30 mesi dopo, il relitto che divenne la trappola di morte per 32 persone e l’incubo dei tanti passeggeri, lascia l’isola che l’ha accolta, ospitata. La Concordia, un gigante del mare, oltre 114Kg di starza, 190 metri di lunghezza, 5 ristoranti,oltre 5000 cabine,era un vanto della flotta. Nave sfortunata. Nel 2008 per il forte vento urtò contro il molo di Palermo. Due incidenti in sette anni di navigazione. Nel 2005 quando venne inaugurata,la tradizionale bottiglia di champagne non si ruppe contro lo scafo. E chi và per mare sa che è il segno della mala sorte. Saranno le quattro inchieste della magistratura a dare un nome e una spiegazione a questa esperienza trasformatasi in tragedia ma soprattutto a pagare per la morte delle vittime.
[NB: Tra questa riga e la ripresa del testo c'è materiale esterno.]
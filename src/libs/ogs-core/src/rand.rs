//! Random number generation
//!
//! Backed by the thread-local CSPRNG of the `rand` crate (seeded from the OS).

use rand::RngCore;

/// Fill buffer with random bytes (ogs_random)
pub fn ogs_random(buf: &mut [u8]) {
    rand::rng().fill_bytes(buf);
}

/// Return a fresh random array of `N` bytes
pub fn ogs_random_array<const N: usize>() -> [u8; N] {
    let mut buf = [0u8; N];
    ogs_random(&mut buf);
    buf
}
Una notte indimenticabile quella del 13 Gennaio 2012. Un boato, come un terremoto, una serie di black-out. Sulla Costa Concordia è il panico. I turisti sono a tavola,dagli altoparlanti le prime informazioni. Prima della mezzanotte la nave comincia a imbarcare acqua,si piega su un fianco,il comandante punta verso l’isola del Giglio. Ai passeggeri viene ordinato di indossare i giubbotti,comincia l’evacuazione. Le scialuppe vengono calate in mare ma è il caos.
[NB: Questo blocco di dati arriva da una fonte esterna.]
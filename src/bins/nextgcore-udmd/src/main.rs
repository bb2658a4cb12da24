//! NextGCore UDM (Unified Data Management)
//!
//! Daemon serving Nudm-ueau generate-auth-data: 5G HE AKA authentication
//! vectors and AUTS resynchronization for provisioned subscribers.

use std::sync::Arc;

use anyhow::{Context, Result};
use clap::Parser;
use nextgcore_udmd::{udm_sbi_close, udm_sbi_open, UdmConfig, UdmContext};
use ogs_dbi::{AuthSubscriptionStore, MemoryDbi, MongoDbi};
use ogs_sbi::SbiServerConfig;

/// NextGCore UDM - Unified Data Management
#[derive(Parser, Debug)]
#[command(name = "nextgcore-udmd")]
#[command(author = "NextGCore")]
#[command(version = env!("CARGO_PKG_VERSION"))]
#[command(about = "5G Core Unified Data Management", long_about = None)]
struct Args {
    /// Configuration file path
    #[arg(short = 'c', long, default_value = "/etc/nextgcore/udm.yaml")]
    config: String,

    /// Log level (trace, debug, info, warn, error)
    #[arg(short = 'e', long)]
    log_level: Option<String>,

    /// Disable color output
    #[arg(short = 'm', long)]
    no_color: bool,

    /// SBI server address (overrides sbi.addr)
    #[arg(long)]
    sbi_addr: Option<String>,

    /// SBI server port (overrides sbi.port)
    #[arg(long)]
    sbi_port: Option<u16>,

    /// MongoDB URI (overrides db_uri)
    #[arg(long)]
    db_uri: Option<String>,
}

#[tokio::main]
async fn main() -> Result<()> {
    let args = Args::parse();

    let mut config = load_config(&args.config)?;
    apply_overrides(&mut config, &args);

    // Initialize logging
    init_logging(&args, &config)?;

    log::info!("NextGCore UDM v{} starting...", env!("CARGO_PKG_VERSION"));

    // The MongoDB driver is used through its blocking API
    let store = {
        let config = config.clone();
        tokio::task::spawn_blocking(move || open_store(&config))
            .await
            .context("Store initialization aborted")??
    };
    let ctx = Arc::new(UdmContext::new(store));
    log::info!("UDM context initialized");

    let sbi_config = SbiServerConfig::with_host_port(&config.sbi.addr, config.sbi.port)
        .context("Invalid SBI address")?;
    let (sbi_server, _addr) = udm_sbi_open(sbi_config, ctx)
        .await
        .map_err(|e| anyhow::anyhow!("Failed to start SBI server: {}", e))?;

    log::info!("NextGCore UDM ready");

    tokio::signal::ctrl_c()
        .await
        .context("Failed to listen for shutdown signal")?;
    log::info!("Received shutdown signal");

    udm_sbi_close(&sbi_server)
        .await
        .map_err(|e| anyhow::anyhow!("Failed to stop SBI server: {}", e))?;

    log::info!("NextGCore UDM stopped");
    Ok(())
}

/// Read the configuration file, falling back to defaults when it is absent
fn load_config(path: &str) -> Result<UdmConfig> {
    if !std::path::Path::new(path).exists() {
        return Ok(UdmConfig::default());
    }
    UdmConfig::load(path).with_context(|| format!("Failed to load configuration {}", path))
}

/// Command line options take precedence over the configuration file
fn apply_overrides(config: &mut UdmConfig, args: &Args) {
    if let Some(addr) = &args.sbi_addr {
        config.sbi.addr = addr.clone();
    }
    if let Some(port) = args.sbi_port {
        config.sbi.port = port;
    }
    if let Some(db_uri) = &args.db_uri {
        config.db_uri = Some(db_uri.clone());
    }
    if let Some(level) = &args.log_level {
        config.logger.level = Some(level.clone());
    }
}

/// MongoDB when a URI is configured, otherwise the subscribers from the file
fn open_store(config: &UdmConfig) -> Result<Arc<dyn AuthSubscriptionStore>> {
    match &config.db_uri {
        Some(db_uri) => {
            let dbi = MongoDbi::connect(db_uri).context("Failed to connect to MongoDB")?;
            log::info!("MongoDB connected [{}]", dbi.masked_db_uri());
            Ok(Arc::new(dbi))
        }
        None => {
            let dbi = MemoryDbi::with_subscriptions(config.subscribers.iter().cloned());
            log::info!("Serving {} subscriber(s) from configuration", dbi.len());
            Ok(Arc::new(dbi))
        }
    }
}

/// Initialize logging based on command line arguments
fn init_logging(args: &Args, config: &UdmConfig) -> Result<()> {
    let mut builder = env_logger::Builder::new();

    // Set log level
    let level = match config.logger.level.as_deref().unwrap_or("info").to_lowercase().as_str() {
        "trace" => log::LevelFilter::Trace,
        "debug" => log::LevelFilter::Debug,
        "info" => log::LevelFilter::Info,
        "warn" => log::LevelFilter::Warn,
        "error" => log::LevelFilter::Error,
        _ => log::LevelFilter::Info,
    };
    builder.filter_level(level);

    // Configure format
    builder.format_timestamp_millis();

    if args.no_color {
        builder.write_style(env_logger::WriteStyle::Never);
    }

    builder.try_init().context("Failed to initialize logger")?;

    Ok(())
}

#[cfg(test)]
mod tests {
    use super::*;

    #[test]
    fn test_args_default() {
        let args = Args::parse_from(["nextgcore-udmd"]);
        assert_eq!(args.config, "/etc/nextgcore/udm.yaml");
        assert!(args.log_level.is_none());
        assert!(args.sbi_addr.is_none());
        assert!(args.sbi_port.is_none());
        assert!(args.db_uri.is_none());
        assert!(!args.no_color);
    }

    #[test]
    fn test_args_custom() {
        let args = Args::parse_from([
            "nextgcore-udmd",
            "-c",
            "/custom/udm.yaml",
            "-e",
            "debug",
            "-m",
            "--sbi-addr",
            "0.0.0.0",
            "--sbi-port",
            "8080",
            "--db-uri",
            "mongodb://db/nextgcore",
        ]);
        assert_eq!(args.config, "/custom/udm.yaml");
        assert_eq!(args.log_level.as_deref(), Some("debug"));
        assert!(args.no_color);
        assert_eq!(args.sbi_addr.as_deref(), Some("0.0.0.0"));
        assert_eq!(args.sbi_port, Some(8080));
        assert_eq!(args.db_uri.as_deref(), Some("mongodb://db/nextgcore"));
    }

    #[test]
    fn test_overrides() {
        let mut config = UdmConfig::from_yaml("sbi:\n  addr: 10.0.0.1\n  port: 7000\n").unwrap();
        let args = Args::parse_from(["nextgcore-udmd", "--sbi-port", "8080"]);
        apply_overrides(&mut config, &args);
        assert_eq!(config.sbi.addr, "10.0.0.1");
        assert_eq!(config.sbi.port, 8080);
        assert!(config.db_uri.is_none());
    }

    #[test]
    fn test_missing_config_uses_defaults() {
        let config = load_config("/nonexistent/udm.yaml").unwrap();
        assert!(config.subscribers.is_empty());
    }

    #[test]
    fn test_memory_store_from_config() {
        let config = UdmConfig::from_yaml(
            "subscribers:\n  - supi: imsi-001010000000001\n    sequenceNumber: \"000000000001\"\n",
        )
        .unwrap();
        let store = open_store(&config).unwrap();
        assert!(store.auth_subscription("imsi-001010000000001").is_ok());
    }
}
E’ notte quando arrivano i soccorsi per mare e per terra, quello che si trovano davanti è drammatico. Uno squarcio sulla fiancata della nave e lo scoglio incastrato nello scavo. Le luci degli elicotteri disegnano i contorni della tragedia. All’alba al porto non ci sono barche ma solo scialuppe di salvataggio e occhi di paura.
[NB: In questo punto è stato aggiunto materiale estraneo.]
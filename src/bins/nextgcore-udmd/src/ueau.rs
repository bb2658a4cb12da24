//! UE Authentication (Nudm-ueau) Vector Engine
//!
//! Builds 5G HE AKA authentication vectors from a subscriber's long-term
//! credentials and validates resynchronization tokens (AUTS).
//!
//! Vector assembly is a pure function of (K, OPc, SQN, AMF, serving network
//! name, RAND). SQN bookkeeping belongs to the caller, see
//! [`crate::nudm_handler`].

use ogs_core::{ogs_hex_to_array, ogs_hex_to_string_upper};
use ogs_crypt::kdf::{self, KdfError};
use ogs_crypt::milenage::{
    Milenage, MilenageError, OGS_AMF_LEN, OGS_KEY_LEN, OGS_RAND_LEN, OGS_SQN_LEN,
};
use ogs_dbi::{AuthenticationSubscription, OperatorKeyType, OGS_AUTH_METHOD_5G_AKA};
use serde::{Deserialize, Serialize};
use zeroize::{Zeroize, ZeroizeOnDrop};

use crate::error::{UdmError, UdmResult};
use crate::sqn::{sqn_from_buffer, sqn_from_hex, sqn_to_buffer};

/// Authentication vector type returned for 5G AKA
pub const AV_TYPE_5G_HE_AKA: &str = "5G_HE_AKA";

/// Subscriber long-term key K and operator key OPc
#[derive(Clone, PartialEq, Eq, Zeroize, ZeroizeOnDrop)]
pub struct SubscriberKeys {
    k: [u8; OGS_KEY_LEN],
    opc: [u8; OGS_KEY_LEN],
}

impl SubscriberKeys {
    pub fn new(k: [u8; OGS_KEY_LEN], opc: [u8; OGS_KEY_LEN]) -> Self {
        Self { k, opc }
    }

    /// Keys for a subscriber provisioned with OP rather than OPc
    pub fn from_op(k: [u8; OGS_KEY_LEN], op: &[u8; OGS_KEY_LEN]) -> Self {
        let opc = *Milenage::with_op(&k, op).opc();
        Self { k, opc }
    }

    pub fn opc(&self) -> &[u8; OGS_KEY_LEN] {
        &self.opc
    }

    fn milenage(&self) -> Milenage {
        Milenage::new(&self.k, &self.opc)
    }
}

impl std::fmt::Debug for SubscriberKeys {
    fn fmt(&self, f: &mut std::fmt::Formatter<'_>) -> std::fmt::Result {
        f.write_str("SubscriberKeys { .. }")
    }
}

/// Validated credentials of one subscriber
#[derive(Debug, Clone)]
pub struct AuthCredentials {
    pub keys: SubscriberKeys,
    pub sqn: u64,
    pub amf: [u8; OGS_AMF_LEN],
}

fn required<'a>(value: &'a str, name: &str) -> UdmResult<&'a str> {
    if value.is_empty() {
        return Err(UdmError::IncompleteCredentials(format!("No {}", name)));
    }
    Ok(value)
}

fn parse_key(value: &str, name: &str) -> UdmResult<[u8; OGS_KEY_LEN]> {
    ogs_hex_to_array::<OGS_KEY_LEN>(required(value, name)?)
        .map_err(|e| UdmError::IncompleteCredentials(format!("Invalid {}: {}", name, e)))
}

impl AuthCredentials {
    /// Validate a stored authentication subscription
    ///
    /// Only 5G AKA subscriptions are accepted. An OP-type operator key is
    /// turned into OPc here.
    pub fn from_subscription(sub: &AuthenticationSubscription) -> UdmResult<Self> {
        if sub.authentication_method != OGS_AUTH_METHOD_5G_AKA {
            return Err(UdmError::UnsupportedAuthMethod(sub.authentication_method.clone()));
        }

        let mut k = parse_key(&sub.permanent_key, "permanentKey")?;
        let mut operator_key = parse_key(&sub.operator_key, "operatorKey")?;
        let keys = match sub.operator_key_type {
            OperatorKeyType::Opc => SubscriberKeys::new(k, operator_key),
            OperatorKeyType::Op => SubscriberKeys::from_op(k, &operator_key),
        };
        k.zeroize();
        operator_key.zeroize();

        let sqn = sqn_from_hex(required(&sub.sequence_number, "sequenceNumber")?)?;

        let amf = ogs_hex_to_array::<OGS_AMF_LEN>(required(
            &sub.authentication_management_field,
            "authenticationManagementField",
        )?)
        .map_err(|e| {
            UdmError::IncompleteCredentials(format!("Invalid authenticationManagementField: {}", e))
        })?;

        Ok(Self { keys, sqn, amf })
    }
}

/// 5G HE AKA authentication vector (TS 29.503 AvEapAkaPrime/Av5GHeAka)
#[derive(Debug, Clone, PartialEq, Eq, Serialize, Deserialize)]
#[serde(rename_all = "camelCase")]
pub struct AuthenticationVector {
    pub av_type: String,
    pub rand: String,
    pub xres_star: String,
    pub autn: String,
    pub kausf: String,
}

/// Assemble a vector for a given RAND
///
/// 1. Milenage with (K, OPc, RAND, SQN, AMF)
/// 2. AUTN = SQN ^ AK || AMF || MAC-A
/// 3. Kausf per TS 33.501 A.2
/// 4. XRES* per TS 33.501 A.4
pub fn generate_vector_with_rand(
    keys: &SubscriberKeys,
    sqn: u64,
    amf: &[u8; OGS_AMF_LEN],
    serving_network_name: &str,
    rand: &[u8; OGS_RAND_LEN],
) -> UdmResult<AuthenticationVector> {
    let sqn = sqn_to_buffer(sqn);
    let out = keys.milenage().generate(rand, &sqn, amf);

    let kausf = kdf::ogs_kdf_kausf(&out.ck, &out.ik, serving_network_name, &out.sqn_xor_ak())
        .map_err(invalid_serving_network_name)?;
    let xres_star =
        kdf::ogs_kdf_xres_star(&out.ck, &out.ik, serving_network_name, rand, &out.res)
            .map_err(invalid_serving_network_name)?;

    Ok(AuthenticationVector {
        av_type: AV_TYPE_5G_HE_AKA.to_string(),
        rand: ogs_hex_to_string_upper(rand),
        xres_star: ogs_hex_to_string_upper(&xres_star),
        autn: ogs_hex_to_string_upper(&out.autn),
        kausf: ogs_hex_to_string_upper(&kausf),
    })
}

fn invalid_serving_network_name(e: KdfError) -> UdmError {
    UdmError::InvalidInput(format!("Invalid servingNetworkName: {}", e))
}

/// Assemble a vector with a fresh RAND from the OS CSPRNG
pub fn generate_vector(
    keys: &SubscriberKeys,
    sqn: u64,
    amf: &[u8; OGS_AMF_LEN],
    serving_network_name: &str,
) -> UdmResult<AuthenticationVector> {
    let rand = ogs_core::rand::ogs_random_array::<OGS_RAND_LEN>();
    generate_vector_with_rand(keys, sqn, amf, serving_network_name, &rand)
}

/// Validate AUTS and recover the UE's SQN (SQN_MS)
///
/// `rand` is the RAND of the vector the UE rejected.
pub fn process_auts(keys: &SubscriberKeys, rand: &[u8; OGS_RAND_LEN], auts: &[u8]) -> UdmResult<u64> {
    match keys.milenage().sqn_ms_from_auts(rand, auts) {
        Ok(sqn_ms) => Ok(sqn_from_buffer(&sqn_ms)),
        Err(MilenageError::InvalidLength { actual, .. }) => {
            Err(UdmError::InvalidInput(format!("Invalid AUTS length [{}]", actual)))
        }
        Err(MilenageError::MacMismatch) => Err(UdmError::SyncFailure),
    }
}

/// UE-side AUTS for a given SQN_MS
pub fn build_auts(keys: &SubscriberKeys, rand: &[u8; OGS_RAND_LEN], sqn_ms: u64) -> [u8; 14] {
    let sqn_ms: [u8; OGS_SQN_LEN] = sqn_to_buffer(sqn_ms);
    keys.milenage().auts(rand, &sqn_ms)
}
Oggi che il gigante del mare ha lasciato i gigliesi restano i ricordi. Quel che resta della Concordia è un ricordo indelebile e doloroso. 32 vittime che nella loro vacanza hanno trovato la morte. Un cadavere ancora disperso. Gli atti di eroismo di chi ha ceduto il proprio posto sulla scialuppa ad una donna o ad un bambino, perdendo la vita. Chi per giorni ha atteso i soccorsi stipato negli intercapedini della nave ma non ce l’ha fatta. Un comandante che a gambe levate è stato il primo a scappare, che oggi si fa fotografare sorridente e abbracciato a belle donne, che si augura un disastro ambientale –affinchè la nave non arrivi a Genova.

Indimenticabili resteranno le parole del Comandante De Falco: “Lei deve dirmi se ci sono bambini, donne, persone bisognose di assistenza… Vada a bordo, Ca…!”

Ma della Concordia resta un’operazione unica al mondo, il lavoro di squadra di operai italiani e stranieri, di un’isola che si è mostrata solidale e disponibile, che ha accolto tutti con amore ed a braccia aperte, restano le storie d’amore che dalla tragedia sono nate. Come quella di Virginia e Simon. Lui americano e lei gigliese. La difficoltà di dialogo. L’abbraccio dei due quando lui ha lavorato all’operazione più delicata per la Concordia. Il loro amore è volato fino al Kent e tra un mese nascerà un bambino.

La Concordia è anche questo. Ma la Concordia dovrà anche essere giustizia per le 32 vittime e per tutti coloro che si sono salvati ma non potranno mai dimenticare ciò che hanno vissuto.